(DATA RECORDS begins)

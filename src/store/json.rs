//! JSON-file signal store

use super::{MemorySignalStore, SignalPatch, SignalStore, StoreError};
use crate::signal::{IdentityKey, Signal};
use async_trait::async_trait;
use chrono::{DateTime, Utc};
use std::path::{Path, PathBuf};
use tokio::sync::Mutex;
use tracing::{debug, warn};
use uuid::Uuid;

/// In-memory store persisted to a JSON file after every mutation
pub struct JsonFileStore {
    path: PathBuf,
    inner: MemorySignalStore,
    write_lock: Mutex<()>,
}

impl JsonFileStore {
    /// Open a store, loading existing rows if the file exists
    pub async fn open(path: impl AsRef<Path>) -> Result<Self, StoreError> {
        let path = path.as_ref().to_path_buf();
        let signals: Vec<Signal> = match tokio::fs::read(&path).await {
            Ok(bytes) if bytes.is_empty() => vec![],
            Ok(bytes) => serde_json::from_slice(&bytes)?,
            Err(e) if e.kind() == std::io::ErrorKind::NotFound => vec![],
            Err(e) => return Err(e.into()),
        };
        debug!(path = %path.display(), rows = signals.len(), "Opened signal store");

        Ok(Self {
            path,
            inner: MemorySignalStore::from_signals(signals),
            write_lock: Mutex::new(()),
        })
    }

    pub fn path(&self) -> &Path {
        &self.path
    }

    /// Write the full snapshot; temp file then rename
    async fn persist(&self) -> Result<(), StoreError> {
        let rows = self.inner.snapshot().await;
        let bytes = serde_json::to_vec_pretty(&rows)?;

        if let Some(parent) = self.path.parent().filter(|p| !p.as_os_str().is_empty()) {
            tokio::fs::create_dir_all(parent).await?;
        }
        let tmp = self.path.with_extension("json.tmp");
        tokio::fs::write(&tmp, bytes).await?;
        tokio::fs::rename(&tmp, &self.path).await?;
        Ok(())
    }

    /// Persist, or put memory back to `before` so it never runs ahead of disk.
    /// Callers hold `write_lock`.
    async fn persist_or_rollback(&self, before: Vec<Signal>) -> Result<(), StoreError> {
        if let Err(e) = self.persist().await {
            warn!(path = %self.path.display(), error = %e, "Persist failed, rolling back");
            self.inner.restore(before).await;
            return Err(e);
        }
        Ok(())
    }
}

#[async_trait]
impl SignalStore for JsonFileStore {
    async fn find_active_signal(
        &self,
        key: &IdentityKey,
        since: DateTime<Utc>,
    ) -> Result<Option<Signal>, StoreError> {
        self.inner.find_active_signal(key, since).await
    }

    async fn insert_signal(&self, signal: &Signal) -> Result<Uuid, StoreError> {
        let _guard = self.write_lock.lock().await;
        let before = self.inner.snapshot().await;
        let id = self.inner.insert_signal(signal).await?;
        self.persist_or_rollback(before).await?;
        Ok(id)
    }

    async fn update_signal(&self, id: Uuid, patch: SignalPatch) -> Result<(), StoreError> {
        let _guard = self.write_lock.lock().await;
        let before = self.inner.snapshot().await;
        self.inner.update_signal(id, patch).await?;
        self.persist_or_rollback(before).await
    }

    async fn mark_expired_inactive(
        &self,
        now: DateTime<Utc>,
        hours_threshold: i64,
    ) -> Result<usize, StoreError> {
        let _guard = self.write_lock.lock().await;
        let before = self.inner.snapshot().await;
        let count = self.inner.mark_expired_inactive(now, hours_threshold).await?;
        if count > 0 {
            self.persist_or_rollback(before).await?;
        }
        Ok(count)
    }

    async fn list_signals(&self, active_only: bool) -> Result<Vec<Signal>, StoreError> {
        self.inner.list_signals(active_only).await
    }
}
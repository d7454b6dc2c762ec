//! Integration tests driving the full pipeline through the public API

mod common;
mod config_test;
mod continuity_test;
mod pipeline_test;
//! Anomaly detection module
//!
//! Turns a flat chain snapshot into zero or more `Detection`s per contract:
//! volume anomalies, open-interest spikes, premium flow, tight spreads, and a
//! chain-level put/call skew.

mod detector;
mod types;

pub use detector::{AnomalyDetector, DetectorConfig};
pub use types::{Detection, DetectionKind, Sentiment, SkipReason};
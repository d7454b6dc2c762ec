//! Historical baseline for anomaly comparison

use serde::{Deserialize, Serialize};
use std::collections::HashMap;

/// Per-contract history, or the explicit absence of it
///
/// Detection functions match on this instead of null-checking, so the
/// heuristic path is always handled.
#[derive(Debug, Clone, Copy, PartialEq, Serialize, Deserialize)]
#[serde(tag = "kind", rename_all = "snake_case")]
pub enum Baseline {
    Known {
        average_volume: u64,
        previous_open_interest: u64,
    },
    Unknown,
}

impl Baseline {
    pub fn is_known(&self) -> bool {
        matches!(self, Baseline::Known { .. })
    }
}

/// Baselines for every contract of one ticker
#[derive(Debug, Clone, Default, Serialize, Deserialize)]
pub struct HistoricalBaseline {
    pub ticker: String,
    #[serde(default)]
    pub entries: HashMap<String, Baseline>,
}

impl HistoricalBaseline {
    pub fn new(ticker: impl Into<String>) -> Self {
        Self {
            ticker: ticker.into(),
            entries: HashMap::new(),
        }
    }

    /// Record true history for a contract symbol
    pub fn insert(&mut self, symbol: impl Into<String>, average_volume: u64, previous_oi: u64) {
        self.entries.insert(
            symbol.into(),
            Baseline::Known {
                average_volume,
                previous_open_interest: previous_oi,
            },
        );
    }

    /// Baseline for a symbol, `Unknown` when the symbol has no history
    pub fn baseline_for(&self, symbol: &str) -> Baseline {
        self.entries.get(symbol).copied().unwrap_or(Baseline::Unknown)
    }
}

(DATA RECORDS ends)

• [WORK INSTRUCTION]: Up to and including the last line of the records above, print exactly every line from the one that contains "is always handled." onward.

• [RESULT OF THIS EXERCISE]:
/// heuristic path is always handled.
#[derive(Debug, Clone, Copy, PartialEq, Serialize, Deserialize)]
#[serde(tag = "kind", rename_all = "snake_case")]
pub enum Baseline {
    Known {
        average_volume: u64,
        previous_open_interest: u64,
    },
    Unknown,
}

impl Baseline {
    pub fn is_known(&self) -> bool {
        matches!(self, Baseline::Known { .. })
    }
}

/// Baselines for every contract of one ticker
#[derive(Debug, Clone, Default, Serialize, Deserialize)]
pub struct HistoricalBaseline {
    pub ticker: String,
    #[serde(default)]
    pub entries: HashMap<String, Baseline>,
}

impl HistoricalBaseline {
    pub fn new(ticker: impl Into<String>) -> Self {
        Self {
            ticker: ticker.into(),
            entries: HashMap::new(),
        }
    }

    /// Record true history for a contract symbol
    pub fn insert(&mut self, symbol: impl Into<String>, average_volume: u64, previous_oi: u64) {
        self.entries.insert(
            symbol.into(),
            Baseline::Known {
                average_volume,
                previous_open_interest: previous_oi,
            },
        );
    }

    /// Baseline for a symbol, `Unknown` when the symbol has no history
    pub fn baseline_for(&self, symbol: &str) -> Baseline {
        self.entries.get(symbol).copied().unwrap_or(Baseline::Unknown)
    }
}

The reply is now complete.